Court Determines Infringement of Patents, Invalidity of Registered Designs in Safestand v Weston Homes Case

Citation: [2023] EWHC 3250 (Pat)
Judgment on


The case of Safestand Limited v Weston Homes PLC & Ors revolves around allegations of infringement of three patents and three re-registered designs (RRDs) pertaining to builders’ trestles, by the defendant, Weston Homes PLC. The claimant, Safestand, sought to establish infringement and faced a counterclaim from the defendants for revocation of the patents on grounds of lack of inventive step, invalidity of the RRDs due to a lack of unity/clarity, and a lack of individual character of the RRDs.

Key Facts

The patents in question include UK Patent No. 2 378 978 (“UK 978”), European Patent No. EP 1 660 738 B1 (“EP 738”), and UK Patent No. 2 420 822 (“UK 822”). Weston conceded infringement of UK 822 after evidence was heard. The designs titled “Trestles for building industry” are registered under No. 9000229349001 (“RRD 0001”), No. 90003121450004 (“RRD 0004”), and No. 90003121450005 (“RRD 0005”). Weston argued that the designs failed to represent a single article, lacked clarity, and did not possess individual character in light of existing designs.

The court’s analysis focused on several legal principles crucial to the determination of the case:

  1. Design as a Single Article: Designs must represent a single article rather than multiple embodiments, drawing on precedents like GBL UK Trading Ltd v H&S Alliance Ltd and the requirements as set forth in the Design Regulation (Council Regulation (EC) No. 6/2002).

  2. Clarity of Registered Design: A registered design must be clearly identifiable, with the illustration making it possible to discern the design that is intended to be protected, based on the CJEU ruling in Mast-Jägermeister SE v EUIPO.

  3. Inventive Step: Assessing inventive step involves considering the prior art from the perspective of a “skilled person,” without assuming that this person knows the destination of the invention.

  4. Overall Impression: For designs, infringement is gauged by whether the contested design produces the same overall impression on an informed user, factoring in the prior art, the designer’s freedom, and specifics like color contrasts, as elaborated in Magmatic Ltd v PMS International Group plc.
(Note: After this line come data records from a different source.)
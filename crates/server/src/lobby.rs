//! A single flat lobby world
//!
//! The bundled host: every player spawns at the same point, nothing is
//! persisted, and inbound game packets are only logged.

use parking_lot::Mutex;
use protobridge_core::{BlockPosition, ConnectionId, GameMode, Result, Vector3};
use protobridge_network::{GameHost, HostBindings, InventorySync, PlayerInfo, PlayerSnapshot, WorldSnapshot};
use protobridge_protocol::packets::ServerboundPacket;
use protobridge_protocol::types::{Attribute, EntityMetadata};
use protobridge_protocol::ClientboundPacket;
use std::collections::HashMap;
use std::sync::Arc;

const SPAWN: BlockPosition = BlockPosition::new(0, 64, 0);

#[derive(Debug, Default)]
struct EmptyInventory;

impl InventorySync for EmptyInventory {
    fn sync_all(&self) -> Vec<ClientboundPacket> {
        Vec::new()
    }

    fn sync_creative(&self) -> Vec<ClientboundPacket> {
        Vec::new()
    }

    fn sync_selected_hotbar_slot(&self) -> Vec<ClientboundPacket> {
        Vec::new()
    }
}

#[derive(Debug)]
pub struct Lobby {
    name: String,
    game_mode: GameMode,
    max_view_distance: i32,
    online: Mutex<HashMap<ConnectionId, String>>,
}

impl Lobby {
    pub fn new(name: impl Into<String>) -> Self {
        Self {
            name: name.into(),
            game_mode: GameMode::Creative,
            max_view_distance: 8,
            online: Mutex::new(HashMap::new()),
        }
    }

    pub fn online_count(&self) -> usize {
        self.online.lock().len()
    }

    fn spawn_attributes() -> Vec<Attribute> {
        vec![
            Attribute::new("minecraft:health", 0.0, 20.0, 20.0, 20.0),
            Attribute::new("minecraft:movement", 0.0, f32::MAX, 0.1, 0.1),
            Attribute::new("minecraft:player.hunger", 0.0, 20.0, 20.0, 20.0),
        ]
    }
}

impl GameHost for Lobby {
    fn create_player(&self, connection: ConnectionId, info: &PlayerInfo) -> Result<HostBindings> {
        self.online.lock().insert(connection, info.username.clone());
        tracing::info!(
            "{} joined the lobby ({} online, language {})",
            info.username,
            self.online_count(),
            info.language_code().unwrap_or("unknown")
        );

        let player = PlayerSnapshot {
            actor_unique_id: connection.get() as i64,
            actor_runtime_id: connection.get(),
            username: info.username.clone(),
            game_mode: self.game_mode,
            position: Vector3::new(SPAWN.x as f32 + 0.5, SPAWN.y as f32 + 1.62, SPAWN.z as f32 + 0.5),
            pitch: 0.0,
            yaw: 0.0,
            is_operator: false,
            auto_jump: true,
            allow_flight: self.game_mode == GameMode::Creative,
            has_block_collision: true,
            flying: false,
            attributes: Self::spawn_attributes(),
            metadata: EntityMetadata::new(),
        };
        Ok(HostBindings::new(player, Arc::new(EmptyInventory)))
    }

    fn world(&self, _connection: ConnectionId) -> WorldSnapshot {
        WorldSnapshot {
            world_name: self.name.clone(),
            server_game_mode: self.game_mode,
            difficulty: 1,
            spawn_position: SPAWN,
            time: 6000,
            current_tick: 0,
            max_view_distance: self.max_view_distance,
        }
    }

    fn handle_game_packet(
        &self,
        connection: ConnectionId,
        packet: ServerboundPacket,
    ) -> Result<Vec<ClientboundPacket>> {
        tracing::trace!("Session {} sent packet 0x{:02x}", connection, packet.id());
        Ok(Vec::new())
    }

    fn on_disconnect(&self, connection: ConnectionId, reason: &str) {
        if let Some(username) = self.online.lock().remove(&connection) {
            tracing::info!("{} left the lobby: {}", username, reason);
        }
    }
}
  5. Amendment of Patents: The court permitted amendments to be made to the patents if the original claims were found to be invalid.


The court concluded that:

  • UK 978, as amended, EP 738, and UK 822 were valid and infringed by Weston Homes PLC.
  • The RRDs 0001, 0004, and 0005 did not represent single designs and were therefore not validly registered. Consequently, they were not infringed by Weston’s products.
  • Legal principles and precedents played a central role in shaping the court’s analysis, particularly in the assessment of whether the designs represented a single article, the issue of clarity in the design registrations, and the determination of inventive steps involving prior art.


In this intricate case linking patent infringement and design validity, the court undertook a thorough examination of the patents and designs in question against the backdrop of established legal principles. The decision reaffirms the necessity for clarity and specificity in design registrations, underscores the importance of the perceived overall impression in design infringement cases, and emphasizes the meticulous process required to assess inventive step and design novelty. The outcome serves to clarify the standards of registrability and infringement for patents and designs within the UK legal framework.